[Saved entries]

________________________

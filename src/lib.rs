//! # metatagger
//!
//! Burn a photo's capture details onto the photo itself: camera model, place
//! name (reverse-geocoded from GPS), and exposure settings, drawn in white
//! above the bottom edge of the upright image.
//!
//! ## Quick Start
//!
//! The pipeline module handles the full decode → describe → render flow:
//!
//! ```rust,no_run
//! use metatagger::cache::RenderCache;
//! use metatagger::config::Config;
//! use metatagger::pipeline::{TaggerPipeline, collect_images, process_file};
//! use std::path::PathBuf;
//!
//! #[tokio::main]
//! async fn main() -> anyhow::Result<()> {
//!     // Fonts, alignment, geocoding endpoint, output directory
//!     let config = Config::load(Some("config.json".as_ref()))?;
//!     let pipeline = TaggerPipeline::from_config(&config)?;
//!     let mut cache = RenderCache::new();
//!
//!     for path in collect_images(&[PathBuf::from("./photos")]) {
//!         let result = process_file(&path, &pipeline, &config, &mut cache).await;
//!         match result.error {
//!             Some(err) => eprintln!("Error processing {}: {err}", path.display()),
//!             None => println!("Wrote {:?}", result.output_path),
//!         }
//!     }
//!
//!     Ok(())
//! }
//! ```
//!
//! ## Lower-Level Usage
//!
//! Each stage is usable on its own:
//!
//! ```rust,no_run
//! use metatagger::exif::{ExifRecord, decode_metadata};
//! use metatagger::format::DisplayLines;
//! use metatagger::orientation::correct_orientation;
//!
//! # fn main() -> anyhow::Result<()> {
//! let bytes = std::fs::read("photo.jpg")?;
//!
//! // 1. Raw tags → typed record (never fails; missing tags stay `None`)
//! let record = ExifRecord::from_raw(&decode_metadata(&bytes));
//!
//! // 2. Display strings, with "Unknown ..." for missing values
//! let lines = DisplayLines::from_record(&record);
//! println!("{}\n{}", lines.model, lines.settings);
//!
//! // 3. Upright image
//! let upright = correct_orientation(image::load_from_memory(&bytes)?, record.orientation);
//! println!("{}x{}", upright.width(), upright.height());
//! # Ok(())
//! # }
//! ```
//!
//! ## Modules
//!
//! - [`exif`] — Metadata decoding, GPS coordinates, and the typed [`exif::ExifRecord`]
//! - [`geocode`] — Place lookup contract and the Nominatim backend
//! - [`orientation`] — Upright correction from the orientation tag
//! - [`format`] — Display strings for the overlay lines
//! - [`overlay`] — Line layout, fonts, and rendering
//! - [`pipeline`] — The end-to-end pipeline and batch helpers
//! - [`cache`] — Caller-owned cache of rendered images
//! - [`config`] — Configuration types and loading/saving

pub mod cache;
pub mod config;
pub mod exif;
pub mod format;
pub mod geocode;
pub mod orientation;
pub mod overlay;
pub mod pipeline;

#[cfg(test)]
mod test_support;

________________________

- _TASK OBJECTIVE_
Extract every record. Keep wording exact.

- _EXERCISE RESPONSE_
filename src/lib.rs
//! # metatagger
//!
//! Burn a photo's capture details onto the photo itself: camera model, place
//! name (reverse-geocoded from GPS), and exposure settings, drawn in white
//! above the bottom edge of the upright image.
//!
//! ## Quick Start
//!
//! The pipeline module handles the full decode → describe → render flow:
//!
//! ```rust,no_run
//! use metatagger::cache::RenderCache;
//! use metatagger::config::Config;
//! use metatagger::pipeline::{TaggerPipeline, collect_images, process_file};
//! use std::path::PathBuf;
//!
//! #[tokio::main]
//! async fn main() -> anyhow::Result<()> {
//!     // Fonts, alignment, geocoding endpoint, output directory
//!     let config = Config::load(Some("config.json".as_ref()))?;
//!     let pipeline = TaggerPipeline::from_config(&config)?;
//!     let mut cache = RenderCache::new();
//!
//!     for path in collect_images(&[PathBuf::from("./photos")]) {
//!         let result = process_file(&path, &pipeline, &config, &mut cache).await;
//!         match result.error {
//!             Some(err) => eprintln!("Error processing {}: {err}", path.display()),
//!             None => println!("Wrote {:?}", result.output_path),
//!         }
//!     }
//!
//!     Ok(())
//! }
//! ```
//!
//! ## Lower-Level Usage
//!
//! Each stage is usable on its own:
//!
//! ```rust,no_run
//! use metatagger::exif::{ExifRecord, decode_metadata};
//! use metatagger::format::DisplayLines;
//! use metatagger::orientation::correct_orientation;
//!
//! # fn main() -> anyhow::Result<()> {
//! let bytes = std::fs::read("photo.jpg")?;
//!
//! // 1. Raw tags → typed record (never fails; missing tags stay `None`)
//! let record = ExifRecord::from_raw(&decode_metadata(&bytes));
//!
//! // 2. Display strings, with "Unknown ..." for missing values
//! let lines = DisplayLines::from_record(&record);
//! println!("{}\n{}", lines.model, lines.settings);
//!
//! // 3. Upright image
//! let upright = correct_orientation(image::load_from_memory(&bytes)?, record.orientation);
//! println!("{}x{}", upright.width(), upright.height());
//! # Ok(())
//! # }
//! ```
//!
//! ## Modules
//!
//! - [`exif`] — Metadata decoding, GPS coordinates, and the typed [`exif::ExifRecord`]
//! - [`geocode`] — Place lookup contract and the Nominatim backend
//! - [`orientation`] — Upright correction from the orientation tag
//! - [`format`] — Display strings for the overlay lines
//! - [`overlay`] — Line layout, fonts, and rendering
//! - [`pipeline`] — The end-to-end pipeline and batch helpers
//! - [`cache`] — Caller-owned cache of rendered images
//! - [`config`] — Configuration types and loading/saving

pub mod cache;
pub mod config;
pub mod exif;
pub mod format;
pub mod geocode;
pub mod orientation;
pub mod overlay;
pub mod pipeline;

#[cfg(test)]
mod test_support;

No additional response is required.